THE PROBLEM
Give again the entries below exactly, beginning at the first line and ending at the line with "of standard output".

------ DATA SHOWN ------

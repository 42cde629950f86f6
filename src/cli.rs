//! Command-line interface implementation for bashplate.
//! Provides argument parsing and help text using clap.

use std::path::PathBuf;

use clap::Parser;

use crate::questions::Level;

/// Command-line arguments structure for bashplate.
#[derive(Parser, Debug)]
#[command(author, version, about = "Provide a starting point for Bash scripts.", long_about = None)]
pub struct Args {
    /// Number of spaces used to indent the generated script template
    #[arg(short, long, default_value_t = 4, value_name = "WIDTH")]
    pub indent_size: usize,

    /// Print the script template to a file instead of standard output
    #[arg(short, long, value_name = "PATH")]
    pub output: Option<PathBuf>,

    /// Level of details of the questions that the program will ask.
    /// Use "batch" for non-interactive generation; the first letter of a
    /// level name works as an alias
    #[arg(short, long, value_enum, default_value_t = Level::Default)]
    pub level: Level,

    /// Load a configuration JSON file previously generated via
    /// "-d" / "--dump-config", and skip all questions. JSON can also
    /// directly be given here as a string instead of a file path
    #[arg(short = 'c', long, value_name = "PATH_OR_JSON", conflicts_with = "base_config")]
    pub load_config: Option<String>,

    /// Load a configuration JSON file previously generated via
    /// "-d" / "--dump-config", use it as a base to set default values,
    /// and still ask questions as usual afterward. JSON can also
    /// directly be given here as a string instead of a file path
    #[arg(short, long, value_name = "PATH_OR_JSON")]
    pub base_config: Option<String>,

    /// Print or save, as JSON data, the configuration resulting from the
    /// given answers, for later use or debugging purposes. Give "-" as
    /// the path to print the data to the standard output
    #[arg(short, long, value_name = "PATH")]
    pub dump_config: Option<String>,
}

/// Parses command line arguments and returns the Args structure.
pub fn get_args() -> Args {
    Args::parse()
}
//! bashplate's main application entry point and orchestration logic.
//! Handles command-line argument parsing and coordinates the question
//! flow, fragment composition and artifact finalization.

use bashplate::{
    cli::{get_args, Args},
    config::{dump_config, load_config, ScriptConfig, Utils},
    error::{default_error_handler, Result},
    fragments::Composer,
    logger::init_logger,
    output::{finalize, resolve_utils_destination},
    prompt::TermPrompter,
    questions::{ask_questions, Level},
    writer::{Destination, ScriptWriter},
};

/// Main application entry point.
fn main() {
    let args = get_args();
    init_logger();

    if let Err(err) = run(args) {
        default_error_handler(err);
    }
}

/// Main application logic execution.
///
/// # Flow
/// 1. Acquires the configuration: hardcoded defaults, or a loaded snapshot
/// 2. Runs the level-gated question flow against the terminal
/// 3. Composes the script fragments into the writers
/// 4. Finalizes both artifacts and optionally dumps the configuration
fn run(args: Args) -> Result<()> {
    // A forced configuration is authoritative: no questions asked.
    let level = if args.load_config.is_some() { Level::Batch } else { args.level };
    let seed = args.load_config.as_deref().or(args.base_config.as_deref());

    let mut config = match seed {
        Some(source) => load_config(source)?,
        None => ScriptConfig::default(),
    };

    let prompter = TermPrompter::new();
    ask_questions(level, &mut config, &prompter, args.output.is_some())?;
    // Frozen from here on.
    let config = config;

    let main_destination = match args.output {
        Some(path) => Destination::File(path),
        None => Destination::Stdout,
    };
    let main_writer = ScriptWriter::new(args.indent_size, main_destination);

    let utils_writer = match config.utils {
        Utils::Embedded => None,
        externalized => Some(ScriptWriter::new(
            args.indent_size,
            resolve_utils_destination(externalized, main_writer.destination()),
        )),
    };

    let (main_writer, utils_writer) = Composer::new(&config, main_writer, utils_writer).compose();
    finalize(&config, main_writer, utils_writer)?;

    if let Some(target) = &args.dump_config {
        dump_config(&config, target, args.indent_size)?;
    }
    Ok(())
}
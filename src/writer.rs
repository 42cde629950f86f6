//! The indentation-tracking line buffer behind each generated artifact.
//! Two writers coexist per run: one for the script template, one (optional)
//! for the separate utility functions file.

use std::path::{Path, PathBuf};
use std::sync::LazyLock;

use regex::Regex;

/// Where a writer's merged content ends up.
#[derive(Debug, Clone, PartialEq, Eq)]
pub enum Destination {
    /// Print to the terminal, framed by labeled banners.
    Stdout,
    /// Overwrite the given file.
    File(PathBuf),
}

impl Destination {
    pub fn path(&self) -> Option<&Path> {
        match self {
            Destination::File(path) => Some(path),
            Destination::Stdout => None,
        }
    }
}

/// Number of spaces forming one indentation unit in authored blocks.
/// Fragment text is written once with this unit and converted to the
/// user-chosen width on registration.
const AUTHORED_INDENT: usize = 4;

static INDENT_RUN: LazyLock<Regex> =
    LazyLock::new(|| Regex::new(r"^( {4})+").expect("Invalid indentation regex"));

/// Preferences regarding indentation and so on, with the current state in
/// that regard, plus the buffered output lines.
#[derive(Debug)]
pub struct ScriptWriter {
    lines: Vec<String>,
    // May drop below zero on unbalanced unindent calls; that is a caller
    // bug, and negative depths simply indent nothing, as zero does.
    indent_steps: isize,
    indent_size: usize,
    destination: Destination,
}

impl ScriptWriter {
    pub fn new(indent_size: usize, destination: Destination) -> Self {
        Self { lines: Vec::new(), indent_steps: 0, indent_size, destination }
    }

    pub fn destination(&self) -> &Destination {
        &self.destination
    }

    pub fn indent_size(&self) -> usize {
        self.indent_size
    }

    /// Changes the width used for subsequent lines. The usage fragment
    /// narrows the width inside the help here-document and restores it.
    pub fn set_indent_size(&mut self, indent_size: usize) {
        self.indent_size = indent_size;
    }

    /// Increases the current indent level.
    pub fn indent(&mut self, levels: usize) {
        self.indent_steps += levels as isize;
    }

    /// Decreases the current indent level.
    pub fn unindent(&mut self, levels: usize) {
        self.indent_steps -= levels as isize;
    }

    /// Registers an automatically indented line. The argument is not
    /// expected to contain a newline character. A blank argument leaves an
    /// empty line, with no indentation spaces at all.
    pub fn push_line(&mut self, line: &str) {
        if line.trim().is_empty() {
            self.lines.push(String::new());
        } else {
            let depth = self.indent_steps.max(0) as usize;
            let prefix = " ".repeat(depth * self.indent_size);
            self.lines.push(format!("{}{}", prefix, line));
        }
    }

    /// Registers a blank, unindented line.
    pub fn blank(&mut self) {
        self.push_line("");
    }

    /// Registers multiple lines at once. Indentation in the input is
    /// expected to be done via four-space units and is converted to the
    /// configured width.
    ///
    /// Unless `keep_indentation` is set, the block is first uniformly
    /// de-indented to its minimum common margin. Keeping the indentation is
    /// useful to append a small conditional piece inside a larger block
    /// registered just before.
    pub fn push_block(&mut self, text: &str, keep_indentation: bool) {
        let text = if keep_indentation { text.to_string() } else { dedent(text) };
        let unit = " ".repeat(self.indent_size);
        for line in text.lines() {
            let converted = INDENT_RUN.replace(line, |caps: &regex::Captures| {
                unit.repeat(caps[0].len() / AUTHORED_INDENT)
            });
            self.push_line(&converted);
        }
    }

    pub fn is_empty(&self) -> bool {
        self.lines.is_empty()
    }

    pub fn lines(&self) -> &[String] {
        &self.lines
    }

    /// Inserts raw lines before everything registered so far.
    /// Used to add the shebang to the utility file at the last moment.
    pub fn prepend(&mut self, lines: &[&str]) {
        let mut prefixed: Vec<String> = lines.iter().map(|line| line.to_string()).collect();
        prefixed.append(&mut self.lines);
        self.lines = prefixed;
    }

    /// Removes potential trailing empty lines.
    pub fn trim_trailing_blanks(&mut self) {
        while self.lines.last().is_some_and(|line| line.is_empty()) {
            self.lines.pop();
        }
    }

    /// Merges the buffered lines into the final text, without a trailing
    /// newline.
    pub fn render(&self) -> String {
        self.lines.join("\n")
    }
}

/// Strips the minimum common leading-space margin from every line.
/// Lines consisting solely of whitespace are ignored when computing the
/// margin and normalized to empty lines.
fn dedent(text: &str) -> String {
    let margin = text
        .lines()
        .filter(|line| !line.trim().is_empty())
        .map(|line| line.len() - line.trim_start_matches(' ').len())
        .min()
        .unwrap_or(0);

    text.lines()
        .map(|line| if line.trim().is_empty() { "" } else { &line[margin..] })
        .collect::<Vec<_>>()
        .join("\n")
}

------

ANSWER SECTION
repository 42cde629950f86f6
filename src/cli.rs
//! Command-line interface implementation for bashplate.
//! Provides argument parsing and help text using clap.

use std::path::PathBuf;

use clap::Parser;

use crate::questions::Level;

/// Command-line arguments structure for bashplate.
#[derive(Parser, Debug)]
#[command(author, version, about = "Provide a starting point for Bash scripts.", long_about = None)]
pub struct Args {
    /// Number of spaces used to indent the generated script template
    #[arg(short, long, default_value_t = 4, value_name = "WIDTH")]
    pub indent_size: usize,

    /// Print the script template to a file instead of standard output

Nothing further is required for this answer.